Friday, August 13, 2004

Svelte brushstrokes on a Friday Afternoon

Saw beautiful friend (she's on the unattainable "blogger-babe" caliber) Anita this afternoon. I have no memory of ever vivdly meeting Anita. She's half-hardcore Irish, half Italian with a long-silver drape of hair that slinks down to her waist like interior-decorating inside an exotic brothel. She studied her undergrad at Notre Dame and lived in Italy and Taos, New Mexico and now teaches art here at Bradley. She's just had her first son, John, and when she was pregnant she used to lumber into the library and left up the bottom her XXL shirt, ushering my shakey palm around the fleshly kiss of her navel; guiding my hand above the dome of womb.

"Here," She said last March, guiding my tentative fingers tips over the mound of her lower abdomen. She then gently pressed my hand into her body; into her warm flesh.

"Do you feel that?" She said, with a half-moon smile. I nodded.

"That's his butt," She said laughing. "Isn't is huge. My child's gonna have a fat ass."

But I saw Anita today (yeah-duh-should have garnered the connection with the whole 'a' thing). I hadn't seen anita since March and I had trouble recalling her name at first (must be a platonic guy thing. If I have a sporadic connection with a girl and then don't see her and then see her I remember every aspect of her body and persona except for her name). Hence she was the recepient a "Hey girl, how you been," and a "awww, look at that," when she dandled her four-month old out of the carriage.

"Here," She said after giving me a hug. "He's fat. He's four months old and he already weighs as much as a twelve month old."

She placed her child in my cradled biceps. I'm always scared shitless when people put their infants in my arms. Scared shitless when I realize that, nestled in my limbs is another human being; a coddled, curious creature seething with life as much as it salivates with fluid.

"Are you gonna be an artist like your mommy?" I asked. John giggled. "Are you going to paint post modern vignettes that capture the human condition?" Anita laughed. John let loose of an achey squeal before his portly potato-sac body jiggled into a curlicue, into a question mark in my arms.

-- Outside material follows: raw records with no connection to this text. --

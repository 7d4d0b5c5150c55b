//! prometheus meters for the webhook receiver and the mailer

use std::fmt;

use prometheus::{
    exponential_buckets, histogram_opts, opts, Histogram, IntCounter, IntCounterVec, Registry,
};

#[derive(Clone)]
/// prometheus meters, registered in the registry served by the telemetry endpoint
pub struct Metrics {
    /// total number of deserialized webhooks
    pub(crate) received_webhooks: IntCounterVec,
    /// number of alerts contained in forwarded webhooks
    pub(crate) processed_alerts: IntCounter,
    /// webhooks acknowledged without sending an email
    pub(crate) ignored_webhooks: IntCounter,
    /// requests rejected by the auth guard
    pub(crate) rejected_auth: IntCounter,
    /// total number of send requests to the mail provider
    pub(crate) mail_requests: IntCounter,
    /// failed send requests
    pub(crate) mail_failures: IntCounterVec,
    /// time spent waiting for the mail provider
    pub(crate) mail_duration: Histogram,
}

impl Metrics {
    /// construct prometheus meters and register them in `registry`
    pub fn new(registry: &Registry) -> Result<Self, prometheus::Error> {
        let received_webhooks = IntCounterVec::new(
            opts!("received_total", "total number of deserialized webhooks")
                .namespace("alertmail")
                .subsystem("webhook"),
            &["status"],
        )?;

        let processed_alerts = IntCounter::with_opts(
            opts!("alerts_processed_total", "number of alerts forwarded by email")
                .namespace("alertmail")
                .subsystem("webhook"),
        )?;

        let ignored_webhooks = IntCounter::with_opts(
            opts!("ignored_total", "webhooks without alerts")
                .namespace("alertmail")
                .subsystem("webhook"),
        )?;

        let rejected_auth = IntCounter::with_opts(
            opts!("unauthorized_total", "requests with missing or invalid credentials")
                .namespace("alertmail")
                .subsystem("webhook"),
        )?;

        let mail_requests = IntCounter::with_opts(
            opts!("requests_total", "total number of requests to the mail provider")
                .namespace("alertmail")
                .subsystem("mailer"),
        )?;

        let mail_failures = IntCounterVec::new(
            opts!("failures_total", "unsuccessful email dispatches")
                .namespace("alertmail")
                .subsystem("mailer"),
            &["reason", "status_code"],
        )?;

        let mail_duration = Histogram::with_opts(
            histogram_opts!(
                "request_duration_seconds",
                "total time of a mail provider request in seconds",
                exponential_buckets(0.01, 2., 12)?
            )
            .namespace("alertmail")
            .subsystem("mailer"),
        )?;

        registry.register(Box::new(received_webhooks.clone()))?;
        registry.register(Box::new(processed_alerts.clone()))?;
        registry.register(Box::new(ignored_webhooks.clone()))?;
        registry.register(Box::new(rejected_auth.clone()))?;
        registry.register(Box::new(mail_requests.clone()))?;
        registry.register(Box::new(mail_failures.clone()))?;
        registry.register(Box::new(mail_duration.clone()))?;

        Ok(Self {
            received_webhooks,
            processed_alerts,
            ignored_webhooks,
            rejected_auth,
            mail_requests,
            mail_failures,
            mail_duration,
        })
    }

    /// `status` is one of the bounded `FIRING`, `RESOLVED` or `OTHER` labels
    pub(crate) fn record_webhook(&self, status: &str) {
        self.received_webhooks.with_label_values(&[status]).inc();
    }

    /// counts failed dispatches, `status_code` is empty if the provider was never reached
    pub(crate) fn record_mail_failure(&self, reason: &str, status_code: Option<u16>) {
        let status_code = status_code.map(|code| code.to_string()).unwrap_or_default();
        self.mail_failures.with_label_values(&[reason, status_code.as_str()]).inc();
    }
}

impl fmt::Debug for Metrics {
    fn fmt(&self, f: &mut fmt::Formatter<'_>) -> fmt::Result {
        f.debug_struct("Metrics").finish_non_exhaustive()
    }
}

#[cfg(test)]
mod tests {
    use super::*;

    #[test]
    fn registers_in_separate_registries() {
        let first = Registry::new();
        let second = Registry::new();

        let metrics = Metrics::new(&first).unwrap();
        Metrics::new(&second).unwrap();

        metrics.record_webhook("FIRING");
        metrics.record_mail_failure("rejected", Some(400));
        metrics.record_mail_failure("no_recipients", None);

        assert_eq!(metrics.received_webhooks.with_label_values(&["FIRING"]).get(), 1);
        assert_eq!(metrics.mail_failures.with_label_values(&["rejected", "400"]).get(), 1);
        assert_eq!(metrics.mail_failures.with_label_values(&["no_recipients", ""]).get(), 1);
        assert!(first.gather().iter().any(|family| family.get_name() == "alertmail_webhook_received_total"));
    }

    #[test]
    fn double_registration_fails() {
        let registry = Registry::new();
        Metrics::new(&registry).unwrap();
        assert!(Metrics::new(&registry).is_err());
    }
}
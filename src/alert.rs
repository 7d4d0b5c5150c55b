//! data structures for deserializing incoming alert groups
use indexmap::IndexMap;
use serde::{Deserialize, Deserializer};
use serde_json::Value;

/// labels or annotations in the order they were received
pub type Labels = IndexMap<String, String>;

#[derive(Clone, Debug, Default, Deserialize)]
#[serde(rename_all = "camelCase")]
/// alert group posted to the webhook receiver
pub struct WebhookPayload {
	#[serde(default)]
	pub status: Option<String>,
	#[serde(default, deserialize_with = "nullable")]
	pub alerts: Vec<AlertItem>,
	#[serde(default, deserialize_with = "labels")]
	pub common_labels: Labels,
	#[serde(default, deserialize_with = "labels")]
	pub common_annotations: Labels,
	#[serde(default, rename = "externalURL", deserialize_with = "text")]
	pub external_url: Option<String>,
}

#[derive(Clone, Debug, Default, Deserialize)]
#[serde(rename_all = "camelCase")]
/// a single alert of the group
pub struct AlertItem {
	#[serde(default, deserialize_with = "labels")]
	pub labels: Labels,
	#[serde(default, deserialize_with = "labels")]
	pub annotations: Labels,
	#[serde(default, deserialize_with = "text")]
	pub starts_at: Option<String>,
	#[serde(default, rename = "generatorURL", deserialize_with = "text")]
	pub generator_url: Option<String>,
}

/// treat `null` like a missing field
fn nullable<'de, D, T>(deserializer: D) -> Result<T, D::Error>
where
	D: Deserializer<'de>,
	T: Deserialize<'de> + Default,
{
	Ok(Option::<T>::deserialize(deserializer)?.unwrap_or_default())
}

/// deserialize a label map, stringifying non-string values on the way
fn labels<'de, D>(deserializer: D) -> Result<Labels, D::Error>
where
	D: Deserializer<'de>,
{
	let raw: IndexMap<String, Value> = nullable(deserializer)?;

	Ok(raw.into_iter().map(|(key, value)| (key, stringify(value))).collect())
}

/// deserialize any json value as text, `None` if it's null or empty
fn text<'de, D>(deserializer: D) -> Result<Option<String>, D::Error>
where
	D: Deserializer<'de>,
{
	let value = Value::deserialize(deserializer)?;

	Ok(Some(stringify(value)).filter(|text| !text.is_empty()))
}

/// Converts a json value into its label representation. Falsy values become
/// the empty string so they get filtered out together with empty strings.
fn stringify(value: Value) -> String {
	match value {
		Value::String(s) => s,
		Value::Null | Value::Bool(false) => String::new(),
		Value::Number(n) if n.as_f64() == Some(0.0) => String::new(),
		Value::Array(ref a) if a.is_empty() => String::new(),
		Value::Object(ref o) if o.is_empty() => String::new(),
		other => other.to_string(),
	}
}

#[cfg(test)]
mod tests {
	use super::*;

	#[test]
	fn decodes_alertmanager_payload() {
		let json = r#"{
			"version": "4",
			"groupKey": "{}:{alertname=\"DiskFull\"}",
			"receiver": "email",
			"status": "firing",
			"groupLabels": {},
			"commonLabels": { "alertname": "DiskFull", "severity": "critical" },
			"commonAnnotations": { "summary": "disk is full" },
			"externalURL": "http://signoz:3301",
			"alerts": [{
				"status": "firing",
				"labels": { "zeta": "1", "alpha": "2", "mid": "3" },
				"annotations": {},
				"startsAt": "2024-01-15T10:30:00Z",
				"endsAt": "0001-01-01T00:00:00Z",
				"generatorURL": "http://signoz:3301/alerts/1",
				"fingerprint": "abc"
			}]
		}"#;

		let payload: WebhookPayload = serde_json::from_str(json).unwrap();

		assert_eq!(payload.status.as_deref(), Some("firing"));
		assert_eq!(payload.external_url.as_deref(), Some("http://signoz:3301"));
		assert_eq!(payload.common_labels["alertname"], "DiskFull");
		assert_eq!(payload.alerts.len(), 1);

		let alert = &payload.alerts[0];
		let keys: Vec<_> = alert.labels.keys().map(String::as_str).collect();
		assert_eq!(keys, ["zeta", "alpha", "mid"]);
		assert_eq!(alert.starts_at.as_deref(), Some("2024-01-15T10:30:00Z"));
		assert_eq!(alert.generator_url.as_deref(), Some("http://signoz:3301/alerts/1"));
	}

	#[test]
	fn missing_and_null_fields_are_empty() {
		let payload: WebhookPayload =
			serde_json::from_str(r#"{"alerts": [{"labels": null}], "commonLabels": null}"#).unwrap();

		assert!(payload.status.is_none());
		assert!(payload.common_labels.is_empty());
		assert!(payload.common_annotations.is_empty());
		assert!(payload.alerts[0].labels.is_empty());
		assert!(payload.alerts[0].starts_at.is_none());

		let payload: WebhookPayload = serde_json::from_str(r#"{"alerts": null}"#).unwrap();
		assert!(payload.alerts.is_empty());
	}

	#[test]
	fn scalar_fields_accept_any_json() {
		let payload: WebhookPayload = serde_json::from_str(
			r#"{
				"externalURL": 42,
				"alerts": [
					{"startsAt": 1709294400, "generatorURL": null},
					{"startsAt": "", "generatorURL": ["http://a"]},
					{"startsAt": {"at": "now"}}
				]
			}"#,
		)
		.unwrap();

		assert_eq!(payload.external_url.as_deref(), Some("42"));
		assert_eq!(payload.alerts[0].starts_at.as_deref(), Some("1709294400"));
		assert_eq!(payload.alerts[0].generator_url, None);
		assert_eq!(payload.alerts[1].starts_at, None);
		assert_eq!(payload.alerts[1].generator_url.as_deref(), Some(r#"["http://a"]"#));
		assert_eq!(payload.alerts[2].starts_at.as_deref(), Some(r#"{"at":"now"}"#));
	}

	#[test]
	fn non_string_labels_are_stringified() {
		let payload: WebhookPayload = serde_json::from_str(
			r#"{"commonLabels": {
				"threshold": 90.5, "port": 8080, "flag": true,
				"zero": 0, "off": false, "none": null, "list": [], "obj": {}
			}}"#,
		)
		.unwrap();

		let labels = &payload.common_labels;
		assert_eq!(labels["threshold"], "90.5");
		assert_eq!(labels["port"], "8080");
		assert_eq!(labels["flag"], "true");
		for key in ["zero", "off", "none", "list", "obj"] {
			assert_eq!(labels[key], "", "{key} should be empty");
		}
	}
}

I've always had a bond with Anita, who just appeared one day and smiled and was kind and grabbed my hand once after she read one of my short stories (I wanna use her and jasna art on my book covers=artists supporting artists or whatever) but this afternoon, when I was conversing with her and she nudged me to go to Taos ("You could live in your station wagon there! No one would care. The energies SO good there!!!) when I told her about Mary-Mary, the art teacher I intermittently see, when she told me about forming the syllabus for "drawing class" and I told her that I just sent out manuscripts in a last-digit effort to tame my accumulating student arrears; it was almost like I was talking to daniela and arya in their own impeccable, timeless beauty.....don't ask me how. But when anita tucked John into his carriage and stopped by my workstation to say goodbye, I told her very candidly, dearest friend, that the pleasure was all mine. Her body transitioned into an exclamatory mark and her face ripped open a smile that shown across John's carriage like the thick September moon reflecting the light of the hidden sun on to a quiet autumnal pasture---everything perfect and serene.

She then said that I was wrong. That the pleasure was hers and I said the greatest name over and over again as she steered John's carriage out of the library. Said the greatest name as a blessing for Anita's child; said the greatest name as a blessing for those who have found me, said the greatest name as a curtain call, as a bouquet, as a thank you, as a lullabye for those who have held us now and those whose limbs we will caress in years to come.